The input of the coaxial line 1 is connected to the input of the switching device 2, their outputs are connected to each other and to the connection point of the cathode of the first diode 4 with the anode of the second diode 3, the inverting input of the operational amplifier 5 is connected to the anode of the first diode 4 and through the feedback circuit 6 with with its output, the non-inverting input of the operational amplifier 5 through a resistor is connected to the ground bus, to which the cathode of the second diode 3 is also connected, the output of the operational amplifier 5 is connected to the input of the analyzing device 8, the output of which is single with the indicator input 9, and the outputs of the control device 7 are connected to the control inputs of the switching 2 and analyzing 8 devices, and the connection point of the input of the coaxial line 1 with the switching device 2 is the input of the entire device.

Field indicator - the microwave frequency meter works as follows.
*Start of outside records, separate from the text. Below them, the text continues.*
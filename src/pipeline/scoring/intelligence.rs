//! Wardrobe-intelligence sub-score: historical engagement signals per item,
//! averaged across the set.
//!
//! Analytics lookups are batched once per run through the per-user cache.
//! Any lookup failure or missing record degrades that item to a neutral 50;
//! this sub-score never surfaces an error.

use chrono::Utc;

use crate::pipeline::analytics::{
    AnalyticsCache, ItemAnalytics, ItemInsight, OutfitEngagement, WardrobeAnalytics,
};
use crate::pipeline::domain::{ClothingItem, UserId};

const NEUTRAL_ITEM_SCORE: f64 = 50.0;

pub(super) async fn intelligence_score<A>(
    analytics: &A,
    cache: &AnalyticsCache,
    items: &[ClothingItem],
    user: Option<&UserId>,
) -> f64
where
    A: WardrobeAnalytics,
{
    if items.is_empty() {
        return NEUTRAL_ITEM_SCORE;
    }
    let Some(user) = user else {
        return NEUTRAL_ITEM_SCORE;
    };

    // One prefetch pass over the set; every per-item read below hits the
    // cache instead of issuing its own query.
    for item in items {
        if cache.get(user, &item.id).is_some() {
            continue;
        }
        let insight = fetch_insight(analytics, user, item).await;
        cache.put(user, &item.id, insight);
    }

    let mut total = 0.0;
    for item in items {
        let insight = cache.get(user, &item.id).unwrap_or(ItemInsight {
            analytics: None,
            outfits: Vec::new(),
        });
        total += item_score(&insight);
    }
    total / items.len() as f64
}

async fn fetch_insight<A>(analytics: &A, user: &UserId, item: &ClothingItem) -> ItemInsight
where
    A: WardrobeAnalytics,
{
    let record = match analytics.item_analytics(user, &item.id).await {
        Ok(record) => record,
        Err(error) => {
            tracing::warn!(item = %item.id.0, %error, "analytics lookup failed; scoring neutrally");
            None
        }
    };
    let outfits = match analytics.outfits_containing(user, &item.id).await {
        Ok(outfits) => outfits,
        Err(error) => {
            tracing::warn!(item = %item.id.0, %error, "outfit lookup failed; skipping performance bonus");
            Vec::new()
        }
    };
    ItemInsight {
        analytics: record,
        outfits,
    }
}

fn item_score(insight: &ItemInsight) -> f64 {
    let Some(record) = &insight.analytics else {
        return NEUTRAL_ITEM_SCORE;
    };

    let mut score = NEUTRAL_ITEM_SCORE;

    if record.is_favorite {
        score += 25.0;
    }

    score += match record.wear_count {
        0 => 20.0,
        1..=3 => 15.0,
        4..=7 => 10.0,
        _ => 5.0,
    };

    score += recency_delta(record);

    if let Some(rating) = record.average_feedback_rating {
        score += match rating {
            r if r >= 4.5 => 15.0,
            r if r >= 4.0 => 10.0,
            r if r >= 3.0 => 5.0,
            r if r < 2.0 => -10.0,
            _ => 0.0,
        };
    }

    if let Some(preference) = record.style_preference_score {
        score += preference.clamp(0.0, 1.0) * 10.0;
    }

    score += performance_bonus(&insight.outfits);

    // Diversity: an item that barely appears in saved outfits gets a nudge.
    if insight.outfits.len() <= 1 {
        score += 5.0;
    }

    score.clamp(0.0, 100.0)
}

/// Worn yesterday costs the most; an item resting for over a month earns a
/// small bonus.
fn recency_delta(record: &ItemAnalytics) -> f64 {
    let Some(last_worn) = record.last_worn else {
        return 5.0;
    };
    let days = (Utc::now().date_naive() - last_worn).num_days();
    match days {
        d if d <= 1 => -15.0,
        d if d <= 3 => -10.0,
        d if d <= 7 => -5.0,
        d if d > 30 => 5.0,
        _ => 0.0,
    }
}

/// Up to +20 from how other outfits containing the item performed, with
/// consistency and wearability multipliers of 10% each.
fn performance_bonus(outfits: &[OutfitEngagement]) -> f64 {
    if outfits.is_empty() {
        return 0.0;
    }

    let rated: Vec<f64> = outfits.iter().filter_map(|outfit| outfit.rating).collect();
    let average_rating = if rated.is_empty() {
        0.0
    } else {
        rated.iter().sum::<f64>() / rated.len() as f64
    };

    let liked = outfits.iter().filter(|outfit| outfit.is_liked).count();
    let disliked = outfits.iter().filter(|outfit| outfit.is_disliked).count();
    let liked_share = liked as f64 / outfits.len() as f64;
    let disliked_share = disliked as f64 / outfits.len() as f64;

    let base = (average_rating / 5.0) * 12.0 + liked_share * 8.0 - disliked_share * 8.0;

    let total_wears: u32 = outfits.iter().map(|outfit| outfit.wear_count).sum();
    let mut multiplier = 1.0;
    if outfits.len() >= 3 {
        multiplier += 0.1;
    }
    if total_wears >= 5 {
        multiplier += 0.1;
    }

    (base * multiplier).clamp(0.0, 20.0)
}

#[cfg(test)]
mod tests {
    use super::*;

    fn record(wear_count: u32) -> ItemAnalytics {
        ItemAnalytics {
            wear_count,
            is_favorite: false,
            last_worn: None,
            average_feedback_rating: None,
            style_preference_score: None,
        }
    }

    #[test]
    fn missing_analytics_scores_neutral() {
        let insight = ItemInsight {
            analytics: None,
            outfits: Vec::new(),
        };
        assert_eq!(item_score(&insight), NEUTRAL_ITEM_SCORE);
    }

    #[test]
    fn fresh_items_outscore_heavily_worn_ones() {
        let fresh = ItemInsight {
            analytics: Some(record(0)),
            outfits: Vec::new(),
        };
        let worn = ItemInsight {
            analytics: Some(record(12)),
            outfits: Vec::new(),
        };
        assert!(item_score(&fresh) > item_score(&worn));
    }

    #[test]
    fn performance_bonus_caps_at_twenty() {
        let outfits = vec![
            OutfitEngagement {
                rating: Some(5.0),
                wear_count: 4,
                is_liked: true,
                is_disliked: false,
            };
            4
        ];
        let bonus = performance_bonus(&outfits);
        assert!(bonus > 0.0);
        assert!(bonus <= 20.0);
    }
}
In the initial state, at the outputs of the control device 7 there is no control signal, while the switching device 2 connects the input and output of the coaxial line 1, thereby connecting the input of the device to the connection point of the cathode of the first diode 4 with the anode of the second diode 3. When applied to the input of the device a high-frequency signal through diodes 3 and 4, a current will begin to flow, the value of which will determine the voltage at the output of the operational amplifier 5. The strength of the current through the diodes will depend on the amplitude of the input voltage. At the command of the control device 7, the analyzing device 8 stores the voltage value at the output of the operational amplifier 5, and the switching device 2 opens the conclusions of the coaxial line 1, thereby connecting the input of the device to the connection point of the cathode of the first diode 4 with the anode of the second diode 3 through a piece of coaxial line 1. The voltage at the output of coaxial line 1 will differ from the voltage at the input by the amount of attenuation in the line, which depends on the signal frequency. The analyzing device 8 remembers the second voltage value at the output of the operational amplifier 5. Based on the known dependences of the signal attenuation in the segment of the coaxial line on the signal frequency [2, 3], the analyzing device 8 calculates the signal frequency at the input of the device and displays it on indicator 9.
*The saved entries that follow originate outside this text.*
use std::collections::HashMap;

use crate::pipeline::analytics::{
    AnalyticsError, ItemAnalytics, OutfitEngagement, WardrobeAnalytics,
};
use crate::pipeline::domain::{
    ClothingItem, Color, GarmentType, ItemId, ItemMetadata, PipelineContext, TargetCounts, UserId,
    WeatherContext,
};

pub(super) fn color(name: &str) -> Color {
    let hex = match name {
        "blue" => "#0000ff",
        "navy" => "#000080",
        "white" => "#ffffff",
        "red" => "#ff0000",
        "green" => "#00ff00",
        _ => "#808080",
    };
    Color {
        name: name.to_string(),
        hex: hex.to_string(),
        rgb: [0, 0, 0],
    }
}

pub(super) fn item(id: &str, name: &str, garment_type: GarmentType) -> ClothingItem {
    ClothingItem {
        id: ItemId(id.to_string()),
        name: name.to_string(),
        garment_type,
        tags: vec!["casual".to_string()],
        style: vec!["casual".to_string()],
        dominant_colors: vec![color("blue")],
        matching_colors: Vec::new(),
        occasion: vec!["casual".to_string()],
        season: Vec::new(),
        metadata: ItemMetadata {
            material: Some("cotton".to_string()),
            fit: None,
            gender_target: None,
        },
    }
}

pub(super) fn with_colors(mut item: ClothingItem, names: &[&str]) -> ClothingItem {
    item.dominant_colors = names.iter().map(|name| color(name)).collect();
    item
}

pub(super) fn with_material(mut item: ClothingItem, material: &str) -> ClothingItem {
    item.metadata.material = Some(material.to_string());
    item
}

/// One top, one bottom, one shoe, all consistently casual.
pub(super) fn casual_outfit() -> Vec<ClothingItem> {
    vec![
        with_colors(item("top-1", "Blue tee", GarmentType::TShirt), &["blue"]),
        with_colors(item("bottom-1", "Dark jeans", GarmentType::Jeans), &["navy"]),
        with_colors(
            item("shoes-1", "White sneakers", GarmentType::Sneakers),
            &["white"],
        ),
    ]
}

pub(super) fn context(temperature_f: f64) -> PipelineContext {
    PipelineContext {
        occasion: Some("casual".to_string()),
        style: Some("casual".to_string()),
        mood: None,
        weather: WeatherContext {
            temperature_f,
            condition: "clear".to_string(),
        },
        user_profile: None,
        target_counts: TargetCounts::default(),
    }
}

pub(super) fn user() -> UserId {
    UserId("user-1".to_string())
}

/// In-memory analytics collaborator for scoring tests.
#[derive(Default)]
pub(super) struct MemoryAnalytics {
    pub(super) records: HashMap<(UserId, ItemId), ItemAnalytics>,
    pub(super) outfits: HashMap<(UserId, ItemId), Vec<OutfitEngagement>>,
}

impl MemoryAnalytics {
    pub(super) fn with_record(mut self, item: &str, record: ItemAnalytics) -> Self {
        self.records
            .insert((user(), ItemId(item.to_string())), record);
        self
    }
}

impl WardrobeAnalytics for MemoryAnalytics {
    async fn item_analytics(
        &self,
        user: &UserId,
        item: &ItemId,
    ) -> Result<Option<ItemAnalytics>, AnalyticsError> {
        Ok(self.records.get(&(user.clone(), item.clone())).cloned())
    }

    async fn outfits_containing(
        &self,
        user: &UserId,
        item: &ItemId,
    ) -> Result<Vec<OutfitEngagement>, AnalyticsError> {
        Ok(self
            .outfits
            .get(&(user.clone(), item.clone()))
            .cloned()
            .unwrap_or_default())
    }
}

/// Analytics collaborator that always fails, for degradation tests.
pub(super) struct UnavailableAnalytics;

impl WardrobeAnalytics for UnavailableAnalytics {
    async fn item_analytics(
        &self,
        _user: &UserId,
        _item: &ItemId,
    ) -> Result<Option<ItemAnalytics>, AnalyticsError> {
        Err(AnalyticsError::Unavailable("store offline".to_string()))
    }

    async fn outfits_containing(
        &self,
        _user: &UserId,
        _item: &ItemId,
    ) -> Result<Vec<OutfitEngagement>, AnalyticsError> {
        Err(AnalyticsError::Unavailable("store offline".to_string()))
    }
}

pub(super) fn plain_record(wear_count: u32) -> ItemAnalytics {
    ItemAnalytics {
        wear_count,
        is_favorite: false,
        last_worn: None,
        average_feedback_rating: None,
        style_preference_score: None,
    }
}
Thus, the proposed field indicator - the frequency meter of the microwave range in comparison with the prototype allows you to measure the frequency of the signals of the microwave range.

INFORMATION SOURCES

1. Nikolaev A.V., Omelchenko B.V., Aseev A.O. Current to voltage converter. Patent for invention No. 2226741.

2. Antennas and microwave devices. Edited by Professor D.I.Voskresensky. - M .: Soviet Radio, 1972. - S.33-35.
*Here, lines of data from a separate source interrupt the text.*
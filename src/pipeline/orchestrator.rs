//! Schedules the nine validators and aggregates their results.
//!
//! A run moves through three phases: a parallel fan-out of the four
//! context checks, a fixed-order sequential phase, and a final
//! deduplication pass. A validator that panics or misses its deadline is
//! dropped with a logged warning; the run always completes and always
//! returns a well-formed [`PipelineResult`].

use std::sync::Arc;
use std::time::Duration;

use tokio::task::JoinHandle;
use tokio::time::{timeout_at, Instant};

use crate::config::PipelineConfig;

use super::domain::{ClothingItem, PipelineContext, PipelineResult, ValidationResult, ValidationStep};
use super::validators::run_validator;

/// Why a validator produced no result for this run.
///
/// Faults stay inside the orchestrator: the caller only ever sees genuine
/// structural problems in `PipelineResult.errors`, never internal failures.
#[derive(Debug, thiserror::Error)]
pub enum ValidatorFault {
    #[error("validator task panicked")]
    Panicked,
    #[error("validator missed its {0:?} deadline")]
    TimedOut(Duration),
}

/// These four read none of each other's output, so they fan out together.
const PARALLEL_STEPS: [ValidationStep; 4] = [
    ValidationStep::OccasionAppropriateness,
    ValidationStep::WeatherCompatibility,
    ValidationStep::StyleCohesion,
    ValidationStep::BodyTypeCompatibility,
];

/// Fixed execution order; a later step may read an earlier step's metadata.
const SEQUENTIAL_STEPS: [ValidationStep; 4] = [
    ValidationStep::FormCompleteness,
    ValidationStep::LayerCount,
    ValidationStep::LayeringCompliance,
    ValidationStep::ColorHarmony,
];

/// Orchestrator for a single validation request.
pub struct ValidationPipeline {
    config: PipelineConfig,
}

impl ValidationPipeline {
    pub fn new(config: PipelineConfig) -> Self {
        Self { config }
    }

    /// Run every step against the candidate set and aggregate the results.
    ///
    /// Aggregation order is deterministic regardless of task completion
    /// timing: parallel results come back in launch order, then the
    /// sequential steps in execution order, then deduplication.
    pub async fn run(&self, items: Vec<ClothingItem>, context: PipelineContext) -> PipelineResult {
        let items = Arc::new(items);
        let context = Arc::new(context);
        let run_deadline = Instant::now() + self.config.run_timeout;

        let mut results: Vec<ValidationResult> = Vec::with_capacity(9);

        tracing::debug!(items = items.len(), "pipeline entering parallel phase");
        let handles: Vec<(ValidationStep, JoinHandle<ValidationResult>)> = PARALLEL_STEPS
            .into_iter()
            .map(|step| (step, spawn_validator(step, &items, &context)))
            .collect();
        for (step, handle) in handles {
            self.collect(step, handle, run_deadline, &mut results).await;
        }

        tracing::debug!("pipeline entering sequential phase");
        for step in SEQUENTIAL_STEPS {
            let handle = spawn_validator(step, &items, &context);
            self.collect(step, handle, run_deadline, &mut results).await;
        }

        tracing::debug!("pipeline entering dedup phase");
        let handle = spawn_validator(ValidationStep::Deduplication, &items, &context);
        self.collect(ValidationStep::Deduplication, handle, run_deadline, &mut results)
            .await;

        PipelineResult::aggregate(results)
    }

    async fn collect(
        &self,
        step: ValidationStep,
        handle: JoinHandle<ValidationResult>,
        run_deadline: Instant,
        results: &mut Vec<ValidationResult>,
    ) {
        match settle(handle, run_deadline, self.config.validator_timeout).await {
            Ok(result) => results.push(result),
            Err(fault) => {
                tracing::warn!(step = step.label(), %fault, "validator result dropped");
            }
        }
    }
}

fn spawn_validator(
    step: ValidationStep,
    items: &Arc<Vec<ClothingItem>>,
    context: &Arc<PipelineContext>,
) -> JoinHandle<ValidationResult> {
    let items = Arc::clone(items);
    let context = Arc::clone(context);
    tokio::spawn(async move { run_validator(step, &items, &context) })
}

async fn settle(
    mut handle: JoinHandle<ValidationResult>,
    run_deadline: Instant,
    validator_timeout: Duration,
) -> Result<ValidationResult, ValidatorFault> {
    let started = Instant::now();
    let deadline = (started + validator_timeout).min(run_deadline);
    match timeout_at(deadline, &mut handle).await {
        Ok(Ok(result)) => Ok(result),
        Ok(Err(_join_error)) => Err(ValidatorFault::Panicked),
        Err(_elapsed) => {
            handle.abort();
            // The run deadline may be nearer than the per-validator budget;
            // the fault reports whichever actually applied.
            Err(ValidatorFault::TimedOut(
                deadline.saturating_duration_since(started),
            ))
        }
    }
}

#[cfg(test)]
mod tests {
    use super::*;

    #[tokio::test(start_paused = true)]
    async fn timeout_reports_the_nearer_run_deadline() {
        let handle = tokio::spawn(std::future::pending::<ValidationResult>());
        let run_deadline = Instant::now() + Duration::from_millis(10);

        let fault = settle(handle, run_deadline, Duration::from_secs(2))
            .await
            .expect_err("pending task must time out");

        match fault {
            ValidatorFault::TimedOut(budget) => {
                assert_eq!(budget, Duration::from_millis(10));
            }
            ValidatorFault::Panicked => panic!("expected a timeout fault"),
        }
    }
}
3. Hasanov L.G. and other solid-state microwave devices in communication technology. - M .: Radio and communication. 1988 .-- P.38, 39.

4. Horowitz P., Hill W. The art of circuitry. - M .: Mir, 1983. - P.165.

5. The Radio Amateur's Handbook. Published by The American Radio Relay League. Newington, Conn., USA, 1968. - P.557-559.

Claims (1)

The field indicator is a microwave frequency counter, consisting of an operational amplifier, a negative feedback circuit and two Schottky diodes, the anode of the first diode connected to the inverting input of the operational amplifier, the non-inverting input of which is connected through a resistor to the ground bus, to which the cathode of the second diode is also connected, and the output of the operational amplifier through a negative feedback circuit is connected to its inverting input, characterized in that a segment of a coaxial line is additionally introduced into it, commuting its device, control device, analyzing device and indicator, while the input of the coaxial line is connected to the input of the switching device, their outputs are connected to each other and to the connection point of the cathode of the first diode with the anode of the second diode, the output of the operational amplifier is connected to the input of the analyzing device, the output of which connected to the input of the indicator, and the outputs of the control device are connected to the control inputs of the switching and analyzing devices.